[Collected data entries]

[Start of Attachment]

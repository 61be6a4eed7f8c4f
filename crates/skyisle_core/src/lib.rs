//! Skyisle Core
//!
//! Foundational types shared by every Skyisle crate:
//!
//! - [`errors`]: the [`Error`] enum and [`Result`] alias
//! - [`NodeHandle`]: strongly-typed key for scene graph nodes
//! - [`time`]: the monotonic [`FrameClock`]

pub mod errors;
pub mod time;

pub use errors::{AssetError, Error, Result};
pub use time::{FrameClock, FrameTime};

use slotmap::new_key_type;

new_key_type! {
    /// Handle to a node in a scene graph.
    pub struct NodeHandle;
}
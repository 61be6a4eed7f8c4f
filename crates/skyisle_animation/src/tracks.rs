use crate::values::Interpolatable;

#[derive(Debug, Clone, Copy, PartialEq, Eq)]
pub enum InterpolationMode {
    Linear,
    Step,
    CubicSpline,
}

/// How far the cursor scans linearly before falling back to binary search.
const MAX_SCAN_OFFSET: usize = 3;

/// Remembers the last keyframe interval a track was sampled in.
///
/// Playback mostly moves forward by a fraction of a frame, so the next sample
/// is almost always in the same or the following interval.
#[derive(Debug, Clone, Copy, Default)]
pub struct KeyframeCursor {
    pub last_index: usize,
}

#[derive(Debug, Clone)]
pub struct KeyframeTrack<T: Interpolatable> {
    pub times: Vec<f32>,
    /// For `CubicSpline`, length is `times.len() * 3` (in-tangent, value, out-tangent).
    pub values: Vec<T>,
    pub interpolation: InterpolationMode,
}

impl<T: Interpolatable> KeyframeTrack<T> {
    #[must_use]
    pub fn new(times: Vec<f32>, values: Vec<T>, interpolation: InterpolationMode) -> Self {
        Self {
            times,
            values,
            interpolation,
        }
    }

    /// Time of the last keyframe, or `0.0` for an empty track.
    #[must_use]
    pub fn end_time(&self) -> f32 {
        self.times.last().copied().unwrap_or(0.0)
    }

    #[must_use]
    pub fn is_empty(&self) -> bool {
        self.times.is_empty()
    }

    /// Stateless sampling. Returns `None` for an empty track.
    #[must_use]
    pub fn sample(&self, time: f32) -> Option<T> {
        if self.times.is_empty() {
            return None;
        }
        let next_idx = self.times.partition_point(|&t| t <= time);
        let idx = next_idx.saturating_sub(1);
        Some(self.sample_at_frame(idx, time))
    }

    /// Samples the track, reusing and updating `cursor`.
    ///
    /// Scans at most [`MAX_SCAN_OFFSET`] intervals forward or backward from the
    /// cursor; larger jumps (scrubbing, loop wrap) fall back to binary search.
    pub fn sample_with_cursor(&self, time: f32, cursor: &mut KeyframeCursor) -> Option<T> {
        let len = self.times.len();
        if len == 0 {
            return None;
        }
        if len == 1 {
            return Some(self.value_at(0));
        }

        let i = cursor.last_index.min(len - 1);
        let t_curr = self.times[i];

        let found = if time >= t_curr {
            let mut res = None;
            for offset in 0..=MAX_SCAN_OFFSET {
                let idx = i + offset;
                if idx >= len - 1 {
                    if time >= self.times[len - 1] {
                        res = Some(len - 1);
                    }
                    break;
                }
                if time < self.times[idx + 1] {
                    res = Some(idx);
                    break;
                }
            }
            res
        } else {
            let mut res = None;
            for offset in 1..=MAX_SCAN_OFFSET {
                if i < offset {
                    break;
                }
                let idx = i - offset;
                if time >= self.times[idx] {
                    res = Some(idx);
                    break;
                }
            }
            res
        };

        let index = found.unwrap_or_else(|| {
            let next_idx = self.times.partition_point(|&t| t <= time);
            next_idx.saturating_sub(1)
        });
        cursor.last_index = index;

        Some(self.sample_at_frame(index, time))
    }

    /// For `CubicSpline` the keyframe value sits in the middle of its triplet.
    fn value_at(&self, index: usize) -> T {
        match self.interpolation {
            InterpolationMode::CubicSpline => self.values[index * 3 + 1],
            _ => self.values[index],
        }
    }

    fn sample_at_frame(&self, index: usize, time: f32) -> T {
        let len = self.times.len();
        if index >= len - 1 {
            return self.value_at(len - 1);
        }

        let next_idx = index + 1;
        let t0 = self.times[index];
        let t1 = self.times[next_idx];
        let dt = t1 - t0;

        let t = if dt > 1e-6 { (time - t0) / dt } else { 0.0 };
        let t = t.clamp(0.0, 1.0);

        match self.interpolation {
            InterpolationMode::Step => self.value_at(index),
            InterpolationMode::Linear => {
                T::interpolate_linear(self.value_at(index), self.value_at(next_idx), t)
            }
            InterpolationMode::CubicSpline => {
                let i_prev = index * 3;
                let i_next = next_idx * 3;

                let v0 = self.values[i_prev + 1];
                let out_tangent0 = self.values[i_prev + 2];
                let in_tangent1 = self.values[i_next];
                let v1 = self.values[i_next + 1];

                T::interpolate_cubic(v0, out_tangent0, in_tangent1, v1, t, dt)
            }
        }
    }
}
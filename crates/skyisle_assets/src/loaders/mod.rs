pub mod gltf;

pub use self::gltf::GltfLoader;
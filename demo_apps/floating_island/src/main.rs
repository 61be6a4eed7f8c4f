use std::time::Duration;

use glam::Vec3;
use skyisle::prelude::*;
use skyisle::{GROUP_NODE_NAME, Result as SceneResult};

const FRAME_INTERVAL: Duration = Duration::from_millis(16);
const DEFAULT_FRAMES: u64 = 600;
const REPORT_EVERY: u64 = 60;

/// Render step that reports where the entities are instead of drawing them.
struct TraceRenderer {
    frames: u64,
}

impl TraceRenderer {
    fn describe(scene: &Scene, camera: &CameraRig, name: &str, position: Vec3) -> String {
        match camera.project(position) {
            Some(ndc) => format!("{name} at {position:.2} (ndc {:.2}, {:.2})", ndc.x, ndc.y),
            None => format!("{name} at {position:.2} (behind camera, {} nodes)", scene.node_count()),
        }
    }
}

impl RenderStep for TraceRenderer {
    fn render(&mut self, scene: &Scene, camera: &CameraRig) -> SceneResult<()> {
        self.frames += 1;
        if !self.frames.is_multiple_of(REPORT_EVERY) {
            return Ok(());
        }

        let group = scene
            .root_nodes
            .iter()
            .copied()
            .find(|&h| scene.get_name(h) == Some(GROUP_NODE_NAME));
        let parts: Vec<String> = group
            .and_then(|g| scene.get_node(g))
            .map(|g| {
                g.children()
                    .iter()
                    .filter_map(|&child| scene.get_node(child))
                    .map(|node| Self::describe(scene, camera, &node.name, node.transform.world_position()))
                    .collect()
            })
            .unwrap_or_default();

        if parts.is_empty() {
            log::info!("frame {}: nothing loaded yet", self.frames);
        } else {
            log::info!("frame {}: {}", self.frames, parts.join(", "));
        }
        Ok(())
    }
}

fn main() -> anyhow::Result<()> {
    env_logger::init();

    let mut args = std::env::args().skip(1);
    let config = match args.next() {
        Some(path) => SceneConfig::from_json_file(&path)?,
        None => SceneConfig::default(),
    };
    let frames = match args.next() {
        Some(n) => n.parse::<u64>()?,
        None => DEFAULT_FRAMES,
    };

    let mut world = World::new(config)?;
    let started = world.request_assets();
    log::info!("Requested {started} models, running {frames} frames");

    let mut renderer = TraceRenderer { frames: 0 };
    let mut reported_complete = false;

    for _ in 0..frames {
        world.frame(&mut renderer)?;

        let progress = world.loading_progress();
        if !reported_complete && progress.is_complete() {
            reported_complete = true;
            log::info!(
                "Loading finished: {}/{} models present",
                world.registry.present_count(),
                progress.requested
            );
        }

        std::thread::sleep(FRAME_INTERVAL);
    }

    Ok(())
}
//! Outline errors
//!
//! Every variant except `Corrupted` reports a refused operation: the outline is
//! left exactly as it was before the call.

use thiserror::Error;

use crate::domain::NodeId;

#[derive(Error, Debug)]
pub enum OutlineError {
    #[error("unknown node: {0:?}")]
    UnknownNode(NodeId),

    #[error("the document root cannot be moved or attached")]
    IsRoot,

    #[error("node is a continuation, only chain heads can be restructured: {0:?}")]
    NotAHead(NodeId),

    #[error("node is not attached to a parent: {0:?}")]
    Detached(NodeId),

    #[error("node is already attached: {0:?}")]
    AlreadyAttached(NodeId),

    #[error("node is already at top level: {0:?}")]
    AlreadyTopLevel(NodeId),

    #[error("node has no siblings to indent under: {0:?}")]
    OnlyChild(NodeId),

    #[error("node has no preceding sibling: {0:?}")]
    NoPrecedingSibling(NodeId),

    #[error("node already at first index: {0:?}")]
    AlreadyFirst(NodeId),

    #[error("node already at last index: {0:?}")]
    AlreadyLast(NodeId),

    #[error("index {index} is out of range for {len} children")]
    IndexOutOfRange { index: usize, len: usize },

    #[error("operation would make a node its own ancestor: {0:?}")]
    WouldCycle(NodeId),

    #[error("outline invariant violated: {0}")]
    Corrupted(String),

    #[error("config error: {message}")]
    Config { message: String },

    #[error("I/O error: {context}")]
    Io {
        context: String,
        #[source]
        source: std::io::Error,
    },
}

impl OutlineError {
    /// Create an I/O error with context.
    pub fn io(context: impl Into<String>, source: std::io::Error) -> Self {
        Self::Io {
            context: context.into(),
            source,
        }
    }
}

/// Result type for outline operations.
pub type OutlineResult<T> = Result<T, OutlineError>;
//! Configuration management with layered loading
//!
//! Precedence (lowest to highest):
//! 1. Compiled defaults
//! 2. Global config: `$XDG_CONFIG_HOME/outliner/outliner.toml`
//! 3. Explicit config file passed by the caller
//! 4. Environment variables: `OUTLINER_*` prefix, `__` between sections

use std::path::{Path, PathBuf};

use config::{Config, ConfigError, Environment};
use directories::ProjectDirs;
use serde::{Deserialize, Serialize};
use tracing::{debug, instrument};

use crate::domain::{OutlineError, OutlineResult};

/// How the reference renderer lays out an outline.
#[derive(Debug, Clone, Serialize, Deserialize, PartialEq, Eq)]
#[serde(default)]
pub struct RenderSettings {
    /// Spaces per depth level
    pub indent_width: usize,
    /// Write the body line under each title
    pub show_body: bool,
    /// Append `:tag1:tag2:` to title lines
    pub show_tags: bool,
}

impl Default for RenderSettings {
    fn default() -> Self {
        Self {
            indent_width: 5,
            show_body: true,
            show_tags: false,
        }
    }
}

/// Raw render settings for intermediate parsing (`None` → inherit from the layer below).
#[derive(Debug, Clone, Deserialize, Default)]
#[serde(default)]
pub struct RawRenderSettings {
    pub indent_width: Option<usize>,
    pub show_body: Option<bool>,
    pub show_tags: Option<bool>,
}

/// Raw settings for intermediate parsing.
#[derive(Debug, Clone, Deserialize, Default)]
#[serde(default)]
pub struct RawSettings {
    pub render: RawRenderSettings,
}

impl RenderSettings {
    fn merge(&self, overlay: &RawRenderSettings) -> Self {
        Self {
            indent_width: overlay.indent_width.unwrap_or(self.indent_width),
            show_body: overlay.show_body.unwrap_or(self.show_body),
            show_tags: overlay.show_tags.unwrap_or(self.show_tags),
        }
    }
}

/// Unified configuration for outliner.
#[derive(Debug, Clone, Default, Serialize, Deserialize, PartialEq, Eq)]
#[serde(default)]
pub struct Settings {
    pub render: RenderSettings,
}

/// Get the XDG config directory for outliner.
pub fn global_config_dir() -> Option<PathBuf> {
    ProjectDirs::from("", "", "outliner").map(|dirs| dirs.config_dir().to_path_buf())
}

/// Get the path to the global config file.
pub fn global_config_path() -> Option<PathBuf> {
    global_config_dir().map(|dir| dir.join("outliner.toml"))
}

/// Load a TOML file into RawSettings for manual merging.
fn load_raw_settings(path: &Path) -> OutlineResult<RawSettings> {
    let content = std::fs::read_to_string(path).map_err(|e| OutlineError::Config {
        message: format!("read {}: {}", path.display(), e),
    })?;
    toml::from_str(&content).map_err(|e| OutlineError::Config {
        message: format!("parse {}: {}", path.display(), e),
    })
}

fn config_err(e: ConfigError) -> OutlineError {
    OutlineError::Config {
        message: e.to_string(),
    }
}

/// `None` when the variable is unset; a malformed value is an error.
fn env_value<T>(result: Result<T, ConfigError>) -> OutlineResult<Option<T>> {
    match result {
        Ok(val) => Ok(Some(val)),
        Err(ConfigError::NotFound(_)) => Ok(None),
        Err(e) => Err(config_err(e)),
    }
}

impl Settings {
    fn merge_with(&self, overlay: &RawSettings) -> Self {
        Self {
            render: self.render.merge(&overlay.render),
        }
    }

    /// Load settings with layered precedence.
    ///
    /// # Arguments
    /// * `config_file` - Optional file layered on top of the global config; must exist
    #[instrument(level = "debug")]
    pub fn load(config_file: Option<&Path>) -> OutlineResult<Self> {
        let mut current = Self::default();

        if let Some(global_path) = global_config_path() {
            if global_path.exists() {
                debug!("load: global config {}", global_path.display());
                current = current.merge_with(&load_raw_settings(&global_path)?);
            }
        }

        if let Some(path) = config_file {
            debug!("load: config file {}", path.display());
            current = current.merge_with(&load_raw_settings(path)?);
        }

        Self::apply_env_overrides(current)
    }

    /// Apply OUTLINER_* environment variables as explicit overrides.
    fn apply_env_overrides(mut settings: Self) -> OutlineResult<Self> {
        let config = Config::builder()
            .add_source(
                Environment::with_prefix("OUTLINER")
                    .prefix_separator("_")
                    .separator("__"),
            )
            .build()
            .map_err(config_err)?;

        if let Some(val) = env_value(config.get_int("render.indent_width"))? {
            settings.render.indent_width = usize::try_from(val).map_err(|_| OutlineError::Config {
                message: format!("render.indent_width must not be negative: {}", val),
            })?;
        }
        if let Some(val) = env_value(config.get_bool("render.show_body"))? {
            settings.render.show_body = val;
        }
        if let Some(val) = env_value(config.get_bool("render.show_tags"))? {
            settings.render.show_tags = val;
        }

        Ok(settings)
    }
}

#[cfg(test)]
mod tests {
    use super::*;

    #[test]
    fn test_merge_keeps_unset_fields() {
        let base = RenderSettings::default();
        let overlay = RawRenderSettings {
            indent_width: Some(2),
            ..Default::default()
        };
        let merged = base.merge(&overlay);
        assert_eq!(merged.indent_width, 2);
        assert!(merged.show_body);
        assert!(!merged.show_tags);
    }

    #[test]
    fn test_env_value_separates_unset_from_malformed() {
        assert!(matches!(env_value::<i64>(Err(ConfigError::NotFound("render.indent_width".into()))), Ok(None)));
        assert!(matches!(env_value(Ok(3_i64)), Ok(Some(3))));
        assert!(matches!(
            env_value::<bool>(Err(ConfigError::Message("invalid type".into()))),
            Err(OutlineError::Config { .. })
        ));
    }

    #[test]
    fn test_env_override_wins() {
        std::env::set_var("OUTLINER_RENDER__SHOW_TAGS", "true");
        let settings = Settings::apply_env_overrides(Settings::default()).unwrap();
        std::env::remove_var("OUTLINER_RENDER__SHOW_TAGS");
        assert!(settings.render.show_tags);
    }
}
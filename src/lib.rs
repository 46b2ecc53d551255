//! Outline tree model.
//!
//! A document is a tree of headline nodes. Each heading may be followed by
//! continuation nodes: body text at the same indentation, without a heading of
//! its own. [`Outline`] stores the nodes in an arena and offers the
//! document-order walk, heading navigation and the structural edits an outline
//! editor needs (indent, outdent, reorder, swap).
//!
//! ```
//! use outliner::{NodeData, Outline};
//!
//! let mut outline = Outline::new();
//! let a = outline.new_node(NodeData::new("A", "text a"));
//! let b = outline.new_node(NodeData::new("B", "text b"));
//! outline.add_child(outline.root(), a).unwrap();
//! outline.add_child(outline.root(), b).unwrap();
//!
//! outline.move_down_tree(b).unwrap();
//! assert_eq!(outline.get_node(b).unwrap().parent(), Some(a));
//! ```

pub mod config;
pub mod domain;
pub mod render;
pub mod tree_traits;
pub mod util;

pub use domain::{DocumentOrder, NodeData, NodeId, Outline, OutlineError, OutlineNode, OutlineResult};
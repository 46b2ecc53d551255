use generational_arena::Arena;
use tracing::{debug, instrument};

use crate::domain::error::{OutlineError, OutlineResult};
use crate::domain::node::{NodeData, OutlineNode};
use crate::domain::NodeId;

/// Arena-based outline document.
///
/// All nodes live in one generational arena and refer to each other by
/// `NodeId`. The synthetic root owns the top-level headings; it is never
/// rendered and never visited by a whole-document walk.
#[derive(Debug, Clone)]
pub struct Outline {
    pub(crate) arena: Arena<OutlineNode>,
    pub(crate) root: NodeId,
}

impl Default for Outline {
    fn default() -> Self {
        Self::new()
    }
}

impl Outline {
    pub fn new() -> Self {
        let mut arena = Arena::new();
        let root = arena.insert(OutlineNode::new(NodeData::default()));
        Self { arena, root }
    }

    pub fn root(&self) -> NodeId {
        self.root
    }

    /// Allocates a detached node. Attach it with `add_child` or `add_continuation`.
    #[instrument(level = "trace", skip(self))]
    pub fn new_node(&mut self, data: NodeData) -> NodeId {
        self.arena.insert(OutlineNode::new(data))
    }

    pub fn get_node(&self, id: NodeId) -> Option<&OutlineNode> {
        self.arena.get(id)
    }

    pub fn get_node_mut(&mut self, id: NodeId) -> Option<&mut OutlineNode> {
        self.arena.get_mut(id)
    }

    pub fn contains(&self, id: NodeId) -> bool {
        self.arena.contains(id)
    }

    /// Number of nodes held, attached or not, excluding the root.
    pub fn len(&self) -> usize {
        self.arena.len() - 1
    }

    pub fn is_empty(&self) -> bool {
        self.len() == 0
    }

    pub fn is_head(&self, id: NodeId) -> bool {
        self.arena.get(id).is_some_and(OutlineNode::is_head)
    }

    pub fn is_continuation(&self, id: NodeId) -> bool {
        self.arena.get(id).is_some_and(OutlineNode::is_continuation)
    }

    /// Node lookup for ids the outline itself holds. A miss means the links are corrupt.
    pub(crate) fn node(&self, id: NodeId) -> &OutlineNode {
        match self.arena.get(id) {
            Some(node) => node,
            None => panic!("outline holds a dangling node id: {id:?}"),
        }
    }

    pub(crate) fn node_mut(&mut self, id: NodeId) -> &mut OutlineNode {
        match self.arena.get_mut(id) {
            Some(node) => node,
            None => panic!("outline holds a dangling node id: {id:?}"),
        }
    }

    /// Lookup for ids handed in by callers.
    pub(crate) fn ensure(&self, id: NodeId) -> OutlineResult<&OutlineNode> {
        self.arena.get(id).ok_or(OutlineError::UnknownNode(id))
    }

    /// Structural owner: the parent for heads, the predecessor for continuation members.
    pub(crate) fn owner(&self, id: NodeId) -> Option<NodeId> {
        let node = self.node(id);
        node.parent.or(node.prev_continuation)
    }

    /// True if `ancestor` is `id` or owns it through any number of child or continuation links.
    pub(crate) fn owns_or_is(&self, ancestor: NodeId, id: NodeId) -> bool {
        let mut current = Some(id);
        while let Some(cur) = current {
            if cur == ancestor {
                return true;
            }
            current = self.owner(cur);
        }
        false
    }

    /// Appends `child` to the end of `parent`'s children.
    #[instrument(level = "debug", skip(self))]
    pub fn add_child(&mut self, parent: NodeId, child: NodeId) -> OutlineResult<()> {
        self.check_attachable(parent, child)?;
        self.node_mut(parent).children.push(child);
        self.node_mut(child).parent = Some(parent);
        Ok(())
    }

    /// Inserts `child` at `index`, `0 <= index <= children.len()`.
    #[instrument(level = "debug", skip(self))]
    pub fn insert_child(&mut self, parent: NodeId, child: NodeId, index: usize) -> OutlineResult<()> {
        self.check_attachable(parent, child)?;
        let len = self.node(parent).children.len();
        if index > len {
            debug!("insert_child: index {} out of range ({} children)", index, len);
            return Err(OutlineError::IndexOutOfRange { index, len });
        }
        self.node_mut(parent).children.insert(index, child);
        self.node_mut(child).parent = Some(parent);
        Ok(())
    }

    fn check_attachable(&self, owner: NodeId, new: NodeId) -> OutlineResult<()> {
        self.ensure(owner)?;
        let node = self.ensure(new)?;
        if new == self.root {
            return Err(OutlineError::IsRoot);
        }
        if !node.is_detached() {
            debug!("refusing to attach {:?}: already owned", new);
            return Err(OutlineError::AlreadyAttached(new));
        }
        if self.owns_or_is(new, owner) {
            debug!("refusing to attach {:?} below itself", new);
            return Err(OutlineError::WouldCycle(new));
        }
        Ok(())
    }

    /// Detaches `child` from `parent`, keeping the order of the remaining siblings.
    ///
    /// # Panics
    /// If `child` is not one of `parent`'s children. Callers only remove true children.
    #[instrument(level = "debug", skip(self))]
    pub fn remove_child(&mut self, parent: NodeId, child: NodeId) -> OutlineResult<()> {
        self.ensure(parent)?;
        self.ensure(child)?;
        self.unlink_child(parent, child);
        Ok(())
    }

    pub(crate) fn unlink_child(&mut self, parent: NodeId, child: NodeId) -> usize {
        let index = self.child_position(parent, child);
        self.node_mut(parent).children.remove(index);
        self.node_mut(child).parent = None;
        index
    }

    /// Position of `child` in `parent`'s children, `None` if it is not there.
    pub fn index_child(&self, parent: NodeId, child: NodeId) -> Option<usize> {
        self.arena
            .get(parent)?
            .children
            .iter()
            .position(|&c| c == child)
    }

    pub(crate) fn child_position(&self, parent: NodeId, child: NodeId) -> usize {
        match self.index_child(parent, child) {
            Some(index) => index,
            None => panic!("{child:?} is not a child of {parent:?}"),
        }
    }

    /// Appends `new` to the end of the continuation chain that contains `node`.
    #[instrument(level = "debug", skip(self))]
    pub fn add_continuation(&mut self, node: NodeId, new: NodeId) -> OutlineResult<()> {
        if node == self.root {
            return Err(OutlineError::IsRoot);
        }
        self.check_attachable(node, new)?;
        let tail = self.chain_tail(node);
        self.node_mut(tail).next_continuation = Some(new);
        self.node_mut(new).prev_continuation = Some(tail);
        Ok(())
    }

    /// First node of the continuation chain containing `id`.
    pub fn chain_head(&self, id: NodeId) -> NodeId {
        let mut current = id;
        while let Some(prev) = self.node(current).prev_continuation {
            current = prev;
        }
        current
    }

    /// Last node of the continuation chain containing `id`.
    pub fn chain_tail(&self, id: NodeId) -> NodeId {
        let mut current = id;
        while let Some(next) = self.node(current).next_continuation {
            current = next;
        }
        current
    }

    /// The whole chain containing `id`, head first.
    pub fn chain(&self, id: NodeId) -> Vec<NodeId> {
        let mut members = Vec::new();
        let mut current = Some(self.chain_head(id));
        while let Some(cur) = current {
            members.push(cur);
            current = self.node(cur).next_continuation;
        }
        members
    }

    /// Releases a node from its owner.
    ///
    /// A head leaves its parent's children. A continuation member is cut from
    /// its predecessor and takes its successors along as a detached chain.
    /// Children always stay with the node.
    #[instrument(level = "debug", skip(self))]
    pub fn detach(&mut self, id: NodeId) -> OutlineResult<()> {
        let node = self.ensure(id)?;
        let (parent, prev) = (node.parent, node.prev_continuation);
        if id == self.root {
            return Err(OutlineError::IsRoot);
        }
        if let Some(parent) = parent {
            self.unlink_child(parent, id);
        } else if let Some(prev) = prev {
            self.node_mut(prev).next_continuation = None;
            self.node_mut(id).prev_continuation = None;
        } else {
            return Err(OutlineError::Detached(id));
        }
        Ok(())
    }

    /// Destroys a detached node and everything it owns: children, their
    /// subtrees and its continuation successors. Returns how many nodes went.
    #[instrument(level = "debug", skip(self))]
    pub fn delete_subtree(&mut self, id: NodeId) -> OutlineResult<usize> {
        let node = self.ensure(id)?;
        if id == self.root {
            return Err(OutlineError::IsRoot);
        }
        if !node.is_detached() {
            return Err(OutlineError::AlreadyAttached(id));
        }

        let mut stack = vec![id];
        let mut removed = 0;
        while let Some(current) = stack.pop() {
            if let Some(node) = self.arena.remove(current) {
                stack.extend(node.children);
                stack.extend(node.next_continuation);
                removed += 1;
            }
        }
        debug!("delete_subtree: removed {} nodes", removed);
        Ok(removed)
    }

    /// Depth at which `walk` reports the node, `None` if it is not in the document.
    #[instrument(level = "trace", skip(self))]
    pub fn depth_of(&self, id: NodeId) -> Option<usize> {
        self.arena.get(id)?;
        if id == self.root {
            return None;
        }
        let mut depth = 0;
        let mut current = self.chain_head(id);
        loop {
            let parent = self.node(current).parent?;
            if parent == self.root {
                return Some(depth);
            }
            depth += 1;
            current = self.chain_head(parent);
        }
    }

    /// Number of heading levels in the document, 0 for an empty one.
    #[instrument(level = "debug", skip(self))]
    pub fn max_depth(&self) -> usize {
        self.iter().map(|(_, _, depth)| depth + 1).max().unwrap_or(0)
    }

    /// First node in document order whose title equals `title`.
    pub fn find_by_title(&self, title: &str) -> Option<NodeId> {
        self.iter()
            .find(|(_, node, _)| node.data.title == title)
            .map(|(id, _, _)| id)
    }

    /// Verifies the parent/child and continuation links of every node.
    #[instrument(level = "debug", skip(self))]
    pub fn check_invariants(&self) -> OutlineResult<()> {
        let corrupted = |msg: String| Err(OutlineError::Corrupted(msg));

        let root = self.node(self.root);
        if root.parent.is_some() || root.prev_continuation.is_some() || root.next_continuation.is_some() {
            return corrupted("root is linked into the outline".to_string());
        }

        for (id, node) in self.arena.iter() {
            for &child in &node.children {
                let Some(c) = self.arena.get(child) else {
                    return corrupted(format!("{id:?} lists missing child {child:?}"));
                };
                if c.parent != Some(id) {
                    return corrupted(format!("{child:?} listed under {id:?} but names {:?}", c.parent));
                }
                if c.prev_continuation.is_some() {
                    return corrupted(format!("child {child:?} is also a continuation"));
                }
            }
            if let Some(parent) = node.parent {
                let listed = self
                    .arena
                    .get(parent)
                    .map_or(0, |p| p.children.iter().filter(|&&c| c == id).count());
                if listed != 1 {
                    return corrupted(format!("{id:?} appears {listed} times under its parent {parent:?}"));
                }
            }
            if let Some(next) = node.next_continuation {
                match self.arena.get(next) {
                    Some(n) if n.prev_continuation == Some(id) => {}
                    _ => return corrupted(format!("{id:?} -> {next:?} has no matching back-link")),
                }
            }
            if let Some(prev) = node.prev_continuation {
                match self.arena.get(prev) {
                    Some(p) if p.next_continuation == Some(id) => {}
                    _ => return corrupted(format!("{prev:?} <- {id:?} has no matching forward link")),
                }
                if node.parent.is_some() {
                    return corrupted(format!("continuation {id:?} has a parent"));
                }
            }

            // Every owner chain must end, otherwise something owns itself.
            let mut steps = 0;
            let mut current = Some(id);
            while let Some(cur) = current {
                steps += 1;
                if steps > self.arena.len() {
                    return corrupted(format!("{id:?} is part of an ownership cycle"));
                }
                current = self.arena.get(cur).and_then(|n| n.parent.or(n.prev_continuation));
            }
        }
        Ok(())
    }
}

[End of Attachment]

* [Exercise objective] Whenever the word "before" shows up in a line of the entries above, copy that line.

* [Answer below]
/// How far the cursor scans linearly before falling back to binary search.
//! left exactly as it was before the call.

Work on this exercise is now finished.